Zurzeit arbeitet sie als freie Journalistin u.a. für das Saturday Night-Magazin und schreibt eine wöchentliche Kolumne für die kanadische Zeitung The Globe and Mail sowie für die britische Tageszeitung The Guardian. Sie ist die Drehbuchautorin des Films The Take.
Seit dem Erscheinen ihres globalisierungs- sowie generell konsumkritischen Verkaufsschlagers „No Logo!“ im Jahre 2000 gilt Klein als intellektuelle Vorreiterin und Ikone der Globalisierungskritiker. Das Buch selbst gilt als das erste Manifest der globalisierungskritischen Bewegung. Die Londoner Tageszeitung The Times erklärte die damals Dreißigjährige nach Erscheinen von „No Logo!“ zur „wohl einflußreichsten Person unter 35 Jahren“.
Sie selbst weist solche „Heroisierungen“ weit von sich. So sagt sie zur Aussage „Bibel einer Bewegung“ über ihr Buch: „Wenn Journalisten außer Kontrolle geraten, bin ich nicht dafür verantwortlich.“ Auf die Frage, ob sie das Lob nicht stolz mache: „Nein. Die Einzigen, die sich darum scheren, welche Kleider Naomi Klein trägt oder welchen Kaffee sie trinkt, sind Journalisten. Der Bewegung ist das egal. Sie braucht keine Führerin und keine Prominenten.“
Im Oktober 2005 nahm Klein den elften Platz im 2005 Global Intellectuals Poll, der Top 100 der wichtigsten lebenden, in der Öffentlichkeit stehenden Intellektuellen, welche in einer Zusammenarbeit der Magazine Prospect (Großbritannien) und Foreign Policy (USA) durch eine Leser-Internetumfrage ermittelt wurde, ein.
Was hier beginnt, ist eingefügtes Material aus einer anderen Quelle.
//! # Whack-a-Mole Server Library
//!
//! This library provides the authoritative server for the multiplayer
//! whack-a-mole arena. Players connect over TCP, the server runs timed rounds,
//! pops moles on a 3×3 board, judges every hit and broadcasts the results.
//!
//! ## Core Responsibilities
//!
//! ### Authoritative Scoring
//! Clients only claim hits. The server checks each claim against the live
//! mole and the time it appeared, awards or deducts points, and broadcasts
//! the full score table after every judged hit.
//!
//! ### Round Lifecycle
//! A round goes `Idle → Running → Idle`. When the round timer runs out with
//! two or more players tied on a positive score, an overtime sub-round
//! between the tied players decides the winner.
//!
//! ### Player Management
//! Names are unique among connected players. Disconnects, whether graceful
//! or caused by a dead socket, remove the player everywhere and may end the
//! round early.
//!
//! ## Architecture Design
//!
//! ### Single Event Loop
//! Connection readers and writers, the spawn chain, the round timer and the
//! operator console never touch game state themselves. They send
//! [`network::ServerMessage`]s to one event loop that owns the registry and
//! the round, so every transition is applied in order.
//!
//! ### Generation-Tagged Timers
//! Each spawn tick and expiry carries the generation of the phase that
//! scheduled it. Starting, stopping and entering overtime bump the
//! generation, so late timers from an earlier phase are ignored.
//!
//! ## Module Organization
//!
//! - `config`: round lengths, cadences and the hit window
//! - `registry`: connected players and broadcast fan-out
//! - `scheduler`: jittered spawn chain and the round timer
//! - `game`: the round state machine and scoring rules
//! - `network`: TCP handling, the event loop and [`network::ServerHandle`]
//! - `console`: stdin operator commands
//!
//! ## Usage Example
//!
//! ```rust,no_run
//! use server::config::ServerConfig;
//! use server::network::Server;
//!
//! #[tokio::main]
//! async fn main() -> Result<(), Box<dyn std::error::Error + Send + Sync>> {
//!     let mut server = Server::new(ServerConfig::default()).await?;
//!     let handle = server.handle();
//!
//!     tokio::spawn(async move {
//!         // Starts once at least one player is connected
//!         let _ = handle.start_round().await;
//!     });
//!
//!     server.run().await
//! }
//! ```

pub mod config;
pub mod console;
pub mod game;
pub mod network;
pub mod registry;
pub mod scheduler;
pub mod utils;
Israel-Boykott und Judenhaß
Naomi Klein hatte im Februar 2009 zum Boykott, zur Desinvestition und zu Sanktionen gegen Israel aufgerufen. Der berühmten Kanadierin zur Seite stehen die israelischen Kriegsdienstverweigerer, Michel Warschawskis ›Alternative Information Center‹ in Jerusalem, die ›European Jews for a Just Peace‹ mit der deutschen ›Jüdischen Stimme für gerechten Frieden in Nahost‹ und der ›Union juive française pour la paix‹ (UJFP) sowie viele große und kleine jüdische Organisationen außerhalb des zionistisch-neokonservativen Mainstreams in anderen Ländern, vor allem in den USA. [3]
Werke
Naomi Klein, bekannt durch ihr Erfolgsbuch „No logo“, beschreibt in ihren Buch „Die Schock-Strategie“ den kompletten Ausverkauf des Staates an die Privatwirtschaft.[4] Die Autorin stellt darin ihre Hypothese vor, daß ein Schock wirtschaftlicher, militärischer Art oder auch in Form einer Naturkatastrophe dazu genutzt wird, um über politischen Einfluß massiv Privatisierungen auch von Allgemeingütern voranzutreiben. Sie parallelisiert ihre persönlichen Recherchen unter Opfern der CIA-Menschenversuche und die neoliberalen ökonomischen Theorien, die gleichfalls mit dem Tabula-Rasa-Begriff in praktischer Weise arbeiten. Elektroschockfolter als Mittel der psychischen Neukonfiguration (die darin stets scheiterte) und schockartiges Niederreißen von Grenzen und Schutzbestimmungen führt sie auf gemeinsame epistemische Grundvorstellungen zurück, die zwar praktisch umgesetzt werden, deren Schadensbilanz jedoch das wissenschaftliche Scheitern dieser Ideologien beweise.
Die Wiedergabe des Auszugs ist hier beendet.